_Supplied material_
//! Shared typed models produced by the indexer and consumed by the graph layer.

use std::collections::BTreeMap;

use serde::{Deserialize, Serialize};

/// Reserved name of the synthetic entity that owns module-level call sites.
pub const MODULE_SCOPE_NAME: &str = "__module__";

// ---------------------------------------------------------------------------
// FunctionEntity
// ---------------------------------------------------------------------------

/// What kind of definition a [`FunctionEntity`] was recovered from.
#[derive(Clone, Copy, Debug, PartialEq, Eq, Hash, Serialize, Deserialize)]
#[serde(rename_all = "snake_case")]
pub enum FunctionKind {
    /// A `def` at module level or nested inside another function.
    Function,
    /// A `def` directly inside a class body.
    Method,
    /// The synthetic `__module__` entity of a file.
    Module,
}

impl FunctionKind {
    pub fn as_str(&self) -> &'static str {
        match self {
            FunctionKind::Function => "function",
            FunctionKind::Method => "method",
            FunctionKind::Module => "module",
        }
    }
}

/// One function or method definition found in a source file.
///
/// Entities are immutable once the parser hands them out; a re-parse
/// produces fresh entities instead of patching old ones.
#[derive(Clone, Debug, PartialEq, Eq, Serialize, Deserialize)]
pub struct FunctionEntity {
    pub qualified_id: String,
    pub name: String,
    pub file_path: String,
    pub kind: FunctionKind,
    /// Enclosing class and function names, outermost first.
    pub scope: Vec<String>,
    pub parameters: Vec<String>,
    /// Annotation text per annotated parameter, keyed like `parameters`.
    #[serde(default, skip_serializing_if = "BTreeMap::is_empty")]
    pub param_types: BTreeMap<String, String>,
    #[serde(default, skip_serializing_if = "Option::is_none")]
    pub return_type: Option<String>,
    pub docstring: Option<String>,
    pub start_line: usize,
    pub end_line: usize,
    pub line_count: usize,
    pub is_async: bool,
}

impl FunctionEntity {
    /// Build the project-unique identifier for a definition.
    ///
    /// `pkg/mod.py::Outer.inner@12` for a nested def, `pkg/mod.py::main@3`
    /// for a top-level one.
    pub fn qualified_id_for(file_path: &str, scope: &[String], name: &str, start_line: usize) -> String {
        if scope.is_empty() {
            format!("{file_path}::{name}@{start_line}")
        } else {
            format!("{file_path}::{}.{name}@{start_line}", scope.join("."))
        }
    }

    pub fn new(
        file_path: &str,
        scope: Vec<String>,
        name: &str,
        kind: FunctionKind,
        start_line: usize,
        end_line: usize,
    ) -> Self {
        let start_line = start_line.max(1);
        let end_line = end_line.max(start_line);
        Self {
            qualified_id: Self::qualified_id_for(file_path, &scope, name, start_line),
            name: name.to_string(),
            file_path: file_path.to_string(),
            kind,
            scope,
            parameters: Vec::new(),
            param_types: BTreeMap::new(),
            return_type: None,
            docstring: None,
            start_line,
            end_line,
            line_count: end_line - start_line + 1,
            is_async: false,
        }
    }

    /// Id of a file's module-level entity. `<` cannot start a Python
    /// identifier, so no `def` shares it.
    pub fn module_id_for(file_path: &str) -> String {
        format!("{file_path}::<module>")
    }

    /// The synthetic entity standing in for a file's module-level code.
    pub fn module_scope(file_path: &str, line_count: usize) -> Self {
        let mut module = Self::new(
            file_path,
            Vec::new(),
            MODULE_SCOPE_NAME,
            FunctionKind::Module,
            1,
            line_count,
        );
        module.qualified_id = Self::module_id_for(file_path);
        module
    }

    pub fn with_parameters(mut self, parameters: Vec<String>) -> Self {
        self.parameters = parameters;
        self
    }

    pub fn with_annotations(mut self, param_types: BTreeMap<String, String>, return_type: Option<String>) -> Self {
        self.param_types = param_types;
        self.return_type = return_type;
        self
    }

    pub fn with_docstring(mut self, docstring: Option<String>) -> Self {
        self.docstring = docstring;
        self
    }

    pub fn with_async(mut self, is_async: bool) -> Self {
        self.is_async = is_async;
        self
    }

    pub fn is_module_scope(&self) -> bool {
        self.kind == FunctionKind::Module
    }

    /// Name of the class owning this method, if it is one.
    pub fn class_name(&self) -> Option<&str> {
        match self.kind {
            FunctionKind::Method => self.scope.last().map(String::as_str),
            _ => None,
        }
    }

    pub fn display_name(&self) -> String {
        format!("{}()", self.name)
    }

    /// `name(a: int, b, *args, **kwargs) -> str`
    pub fn signature(&self) -> String {
        let params: Vec<String> = self
            .parameters
            .iter()
            .map(|p| match self.param_types.get(p) {
                Some(ty) => format!("{p}: {ty}"),
                None => p.clone(),
            })
            .collect();
        match &self.return_type {
            Some(ret) => format!("{}({}) -> {ret}", self.name, params.join(", ")),
            None => format!("{}({})", self.name, params.join(", ")),
        }
    }

    /// First `max_chars` characters of the docstring, with an ellipsis when cut.
    pub fn docstring_excerpt(&self, max_chars: usize) -> Option<String> {
        let doc = self.docstring.as_deref()?;
        if doc.chars().count() <= max_chars {
            return Some(doc.to_string());
        }
        let mut excerpt: String = doc.chars().take(max_chars).collect();
        excerpt.push('…');
        Some(excerpt)
    }
}

// ---------------------------------------------------------------------------
// CallSite
// ---------------------------------------------------------------------------

/// A call expression found while scanning a function body.
///
/// Call sites are transient: the graph builder consumes them during
/// resolution and does not keep them.
#[derive(Clone, Debug, PartialEq, Eq, Serialize, Deserialize)]
pub struct CallSite {
    pub caller_id: String,
    /// Rightmost name of the called expression (`bar` for `foo.bar()`).
    pub callee_name: String,
    /// Plain identifier left of the attribute, e.g. `self` or a module alias.
    pub receiver: Option<String>,
    pub line: usize,
    pub column: usize,
}

// ---------------------------------------------------------------------------
// ImportBinding
// ---------------------------------------------------------------------------

/// A name bound by an `import` / `from ... import` statement.
#[derive(Clone, Debug, PartialEq, Eq, Serialize, Deserialize)]
pub struct ImportBinding {
    /// Name visible in the importing file (the alias when one is given).
    pub local_name: String,
    /// Dotted module path as written, leading dots kept for relative imports.
    pub module: String,
    /// For `from m import n`, the imported `n`; `None` for `import m`.
    pub imported_name: Option<String>,
    pub line: usize,
}

// ---------------------------------------------------------------------------
// FileEntity
// ---------------------------------------------------------------------------

/// One analyzed source file.
#[derive(Clone, Debug, PartialEq, Eq, Serialize, Deserialize)]
pub struct FileEntity {
    pub file_path: String,
    /// Qualified ids of the functions defined in this file, in source order.
    pub functions: Vec<String>,
    pub content_hash: String,
    pub line_count: usize,
}

// ---------------------------------------------------------------------------
// Per-file parse results
// ---------------------------------------------------------------------------

/// Everything the parser recovered from one file.
#[derive(Clone, Debug, PartialEq, Eq, Serialize, Deserialize)]
pub struct FileParse {
    pub file_path: String,
    pub content_hash: String,
    pub line_count: usize,
    pub functions: Vec<FunctionEntity>,
    pub call_sites: Vec<CallSite>,
    pub imports: Vec<ImportBinding>,
}

impl FileParse {
    pub fn file_entity(&self) -> FileEntity {
        FileEntity {
            file_path: self.file_path.clone(),
            functions: self.functions.iter().map(|f| f.qualified_id.clone()).collect(),
            content_hash: self.content_hash.clone(),
            line_count: self.line_count,
        }
    }
}

#[derive(Clone, Copy, Debug, PartialEq, Eq, Serialize, Deserialize)]
#[serde(rename_all = "snake_case")]
pub enum FailureKind {
    /// The file is not valid Python syntax.
    Syntax,
    /// The file could not be read (permissions, encoding, size limit).
    Read,
    /// Extraction panicked on this file; the rest of the batch went on.
    Internal,
}

/// A file that was skipped, with the reason.
#[derive(Clone, Debug, PartialEq, Eq, Serialize, Deserialize)]
pub struct FileFailure {
    pub file_path: String,
    pub kind: FailureKind,
    pub message: String,
    pub line: Option<usize>,
    pub column: Option<usize>,
}

impl FileFailure {
    pub fn read(file_path: &str, message: impl Into<String>) -> Self {
        Self {
            file_path: file_path.to_string(),
            kind: FailureKind::Read,
            message: message.into(),
            line: None,
            column: None,
        }
    }

    pub fn internal(file_path: &str, message: impl Into<String>) -> Self {
        Self {
            file_path: file_path.to_string(),
            kind: FailureKind::Internal,
            message: message.into(),
            line: None,
            column: None,
        }
    }

    pub fn syntax(file_path: &str, message: impl Into<String>, line: usize, column: usize) -> Self {
        Self {
            file_path: file_path.to_string(),
            kind: FailureKind::Syntax,
            message: message.into(),
            line: Some(line),
            column: Some(column),
        }
    }
}

impl std::fmt::Display for FileFailure {
    fn fmt(&self, f: &mut std::fmt::Formatter<'_>) -> std::fmt::Result {
        match (self.line, self.column) {
            (Some(line), Some(column)) => {
                write!(f, "{}:{}:{}: {}", self.file_path, line, column, self.message)
            }
            _ => write!(f, "{}: {}", self.file_path, self.message),
        }
    }
}

/// Outcome of parsing one file: its parse, or why it was skipped.
pub type FileOutcome = Result<FileParse, FileFailure>;

#[cfg(test)]
mod tests {
    use super::*;

    #[test]
    fn test_qualified_id_top_level() {
        let id = FunctionEntity::qualified_id_for("pkg/mod.py", &[], "main", 3);
        assert_eq!(id, "pkg/mod.py::main@3");
    }

    #[test]
    fn test_qualified_id_nested() {
        let scope = vec!["Outer".to_string(), "run".to_string()];
        let id = FunctionEntity::qualified_id_for("a.py", &scope, "inner", 12);
        assert_eq!(id, "a.py::Outer.run.inner@12");
    }

    #[test]
    fn test_line_count_derived() {
        let f = FunctionEntity::new("a.py", vec![], "f", FunctionKind::Function, 4, 9);
        assert_eq!(f.line_count, 6);
        let single = FunctionEntity::new("a.py", vec![], "g", FunctionKind::Function, 4, 4);
        assert_eq!(single.line_count, 1);
    }

    #[test]
    fn test_end_line_never_before_start() {
        let f = FunctionEntity::new("a.py", vec![], "f", FunctionKind::Function, 10, 2);
        assert_eq!(f.end_line, 10);
        assert_eq!(f.line_count, 1);
    }

    #[test]
    fn test_class_name_only_for_methods() {
        let m = FunctionEntity::new(
            "a.py",
            vec!["Greeter".to_string()],
            "hello",
            FunctionKind::Method,
            2,
            3,
        );
        assert_eq!(m.class_name(), Some("Greeter"));
        let f = FunctionEntity::new("a.py", vec!["outer".to_string()], "h", FunctionKind::Function, 2, 3);
        assert_eq!(f.class_name(), None);
    }

    #[test]
    fn test_signature_and_excerpt() {
        let f = FunctionEntity::new("a.py", vec![], "run", FunctionKind::Function, 1, 2)
            .with_parameters(vec!["x".into(), "*args".into(), "**kwargs".into()])
            .with_docstring(Some("Run the thing quickly.".into()));
        assert_eq!(f.signature(), "run(x, *args, **kwargs)");
        assert_eq!(f.display_name(), "run()");
        assert_eq!(f.docstring_excerpt(7).as_deref(), Some("Run the…"));
        assert_eq!(f.docstring_excerpt(100).as_deref(), Some("Run the thing quickly."));
    }

    #[test]
    fn test_module_scope_entity() {
        let m = FunctionEntity::module_scope("a.py", 0);
        assert!(m.is_module_scope());
        assert_eq!(m.qualified_id, "a.py::<module>");
        assert_eq!(m.line_count, 1);
    }

    #[test]
    fn test_module_id_distinct_from_def_named_module() {
        let module = FunctionEntity::module_scope("a.py", 4);
        let def = FunctionEntity::new("a.py", vec![], MODULE_SCOPE_NAME, FunctionKind::Function, 1, 2);
        assert_ne!(module.qualified_id, def.qualified_id);
        assert_eq!(def.qualified_id, "a.py::__module__@1");
    }

    #[test]
    fn test_signature_with_annotations() {
        let mut types = BTreeMap::new();
        types.insert("a".to_string(), "int".to_string());
        types.insert("*args".to_string(), "str".to_string());
        let f = FunctionEntity::new("a.py", vec![], "run", FunctionKind::Function, 1, 2)
            .with_parameters(vec!["a".into(), "b".into(), "*args".into()])
            .with_annotations(types, Some("list[str]".into()));
        assert_eq!(f.signature(), "run(a: int, b, *args: str) -> list[str]");
    }

    #[test]
    fn test_failure_display() {
        let f = FileFailure::syntax("bad.py", "invalid syntax", 3, 7);
        assert_eq!(f.to_string(), "bad.py:3:7: invalid syntax");
        let r = FileFailure::read("x.py", "permission denied");
        assert_eq!(r.to_string(), "x.py: permission denied");
        let i = FileFailure::internal("y.py", "extraction panicked");
        assert_eq!(i.kind, FailureKind::Internal);
        assert_eq!(i.to_string(), "y.py: extraction panicked");
    }
}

_Exercise instructions_
Once you reach the line containing "was recovered from.", include it and stop; until then, reproduce each line of the listing from its start exactly.

_Solution_
//! Shared typed models produced by the indexer and consumed by the graph layer.

use std::collections::BTreeMap;

use serde::{Deserialize, Serialize};

/// Reserved name of the synthetic entity that owns module-level call sites.
pub const MODULE_SCOPE_NAME: &str = "__module__";

// ---------------------------------------------------------------------------
// FunctionEntity
// ---------------------------------------------------------------------------

/// What kind of definition a [`FunctionEntity`] was recovered from.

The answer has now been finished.